MYSTIC was a National Security Agency (NSA) program between 2009 and 2014 that collected metadata and telephony. The program's existence was revealed in March 2014 from documents leaked by Edward Snowden.

== History ==
According to documents leaked by Edward Snowden, the MYSTIC program started in 2009. In 2011, it had the capability to record the content of phone calls in an entire country for 30 days. Documents from 2013 indicated the program may have been extended to other countries. MYSTIC operated under the legal authority of Executive Order 12333.

On March 18, 2014, the existence of the program was published in The Washington Post, based upon documents leaked by Snowden. On May 19, The Intercept identified Mexico, the Philippines, Kenya, the Bahamas and an initially unidentified country as targets of NSA's metadata collection. For the latter two countries, the NSA not only collected the metadata, but also the content of phone calls. This took place under the SOMALGET sub-program.

=== Afghanistan ===
In March 2014, former NSA Deputy Director John C. Inglis had already said that the other country was Iraq, but on May 19, an analysis published on the website Cryptome identified the country as Afghanistan. Several days later, on May 23, WikiLeaks also reported that Afghanistan was the country of which the NSA collected nearly all phone calls.

On September 9, 2015, US Director of National Intelligence James Clapper said that the disclosure of what reporters believed to be the MYSTIC and/or SOMALGET program, led the Afghan government to immediately close down an important intelligence program, that "was the single most important source of force protection and warning for our people in Afghanistan", according to Clapper.

== Scope ==

Under a sub-program of MYSTIC codenamed SOMALGET, the NSA recorded and archived the content of "virtually every" phone call for thirty days. After thirty days, the recorded calls are overwritten by newer phone calls, although concern was raised that the NSA may start storing collected phone calls indefinitely. Although NSA analysts could listen to less than 1% of the phone calls collected under MYSTIC, millions of voice clips were forwarded for processing and storage every month.

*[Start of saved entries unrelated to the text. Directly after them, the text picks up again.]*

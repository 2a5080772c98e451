//! Recording runner for testing transports without spawning processes.

use std::ffi::OsString;
use std::io;
use std::path::PathBuf;
use std::sync::{Arc, Mutex};

use super::pty::PtyPair;
use super::result::ProcessResult;
use super::runner::{Invocation, ProcessRunner};

/// What a [`RecordingRunner`] saw for one spawn.
#[derive(Debug, Clone, PartialEq, Eq)]
pub struct RecordedInvocation {
    pub program: PathBuf,
    pub args: Vec<OsString>,
    pub working_dir: Option<PathBuf>,
    pub used_pty: bool,
    pub input: Option<Vec<u8>>,
}

impl RecordedInvocation {
    /// Arguments decoded lossily, for assertions.
    pub fn args_lossy(&self) -> Vec<String> {
        self.args
            .iter()
            .map(|a| a.to_string_lossy().into_owned())
            .collect()
    }

    /// Whether this is a `<translator> -w <path>` call.
    pub fn is_path_translation(&self) -> bool {
        self.args.len() == 2 && self.args[0] == "-w"
    }
}

type Responder = dyn Fn(&RecordedInvocation) -> io::Result<ProcessResult> + Send + Sync;

/// A [`ProcessRunner`] that records invocations instead of running them.
///
/// Path-translation calls echo their path argument back with a trailing
/// newline; every other call answers with the configured result.
#[derive(Clone)]
pub struct RecordingRunner {
    calls: Arc<Mutex<Vec<RecordedInvocation>>>,
    responder: Arc<Responder>,
    pty_available: bool,
}

impl RecordingRunner {
    /// Answer every command with exit code 0 and empty output.
    pub fn new() -> Self {
        Self::with_result(ProcessResult::default())
    }

    /// Answer every command with `result`.
    pub fn with_result(result: ProcessResult) -> Self {
        Self::with_responder(move |_| Ok(result.clone()))
    }

    /// Answer every command through `responder`.
    pub fn with_responder<F>(responder: F) -> Self
    where
        F: Fn(&RecordedInvocation) -> io::Result<ProcessResult> + Send + Sync + 'static,
    {
        Self {
            calls: Arc::new(Mutex::new(Vec::new())),
            responder: Arc::new(responder),
            pty_available: true,
        }
    }

    /// Make every pty allocation fail.
    pub fn without_pty(mut self) -> Self {
        self.pty_available = false;
        self
    }

    /// All invocations seen so far.
    pub fn calls(&self) -> Vec<RecordedInvocation> {
        self.calls.lock().map(|c| c.clone()).unwrap_or_default()
    }

    /// Number of invocations seen so far.
    pub fn call_count(&self) -> usize {
        self.calls.lock().map(|c| c.len()).unwrap_or_default()
    }
}

impl Default for RecordingRunner {
    fn default() -> Self {
        Self::new()
    }
}

impl std::fmt::Debug for RecordingRunner {
    fn fmt(&self, f: &mut std::fmt::Formatter<'_>) -> std::fmt::Result {
        f.debug_struct("RecordingRunner")
            .field("calls", &self.call_count())
            .field("pty_available", &self.pty_available)
            .finish()
    }
}

impl ProcessRunner for RecordingRunner {
    fn run(&self, invocation: Invocation) -> io::Result<ProcessResult> {
        let recorded = RecordedInvocation {
            used_pty: invocation.uses_pty(),
            program: invocation.program,
            args: invocation.args,
            working_dir: invocation.working_dir,
            input: invocation.input,
        };

        if let Ok(mut calls) = self.calls.lock() {
            calls.push(recorded.clone());
        }

        if recorded.is_path_translation() {
            let mut stdout = recorded.args[1].to_string_lossy().into_owned().into_bytes();
            stdout.push(b'\n');
            return Ok(ProcessResult::new(0, stdout, Vec::new()));
        }

        (self.responder)(&recorded)
    }

    fn open_pty(&self) -> io::Result<PtyPair> {
        if !self.pty_available {
            return Err(io::Error::other("no pty devices left"));
        }
        super::pty::open()
    }
}

#[cfg(test)]
mod tests {
    use super::*;

    #[test]
    fn test_records_invocations() {
        let runner = RecordingRunner::with_result(ProcessResult::new(7, b"x".to_vec(), Vec::new()));
        let result = runner
            .run(Invocation::new("shell").arg("-c").arg("dir"))
            .unwrap();

        assert_eq!(result.exit_code, 7);
        assert_eq!(runner.call_count(), 1);
        assert_eq!(runner.calls()[0].args_lossy(), vec!["-c", "dir"]);
    }

    #[test]
    fn test_path_translation_echoes() {
        let runner = RecordingRunner::new();
        let result = runner
            .run(Invocation::new("wslpath").arg("-w").arg("/tmp/a"))
            .unwrap();

        assert_eq!(result.stdout, b"/tmp/a\n");
        assert!(runner.calls()[0].is_path_translation());
    }

    #[test]
    fn test_without_pty() {
        let runner = RecordingRunner::new().without_pty();
        assert!(runner.open_pty().is_err());
    }
}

The American Civil Liberties Union (ACLU) criticized the program, stating that the NSA had the ability to record anything it wants to. It was also noted that MYSTIC is the first revealed NSA surveillance operation capable of monitoring and recording an entire nation's telecommunication system.

== Impact==
The NSA documents said that MYSTIC collection in the Bahamas resulted in the apprehension of narcotics traffickers. The US government has also not yet shared information with the Bahamas, despite indicating that it would.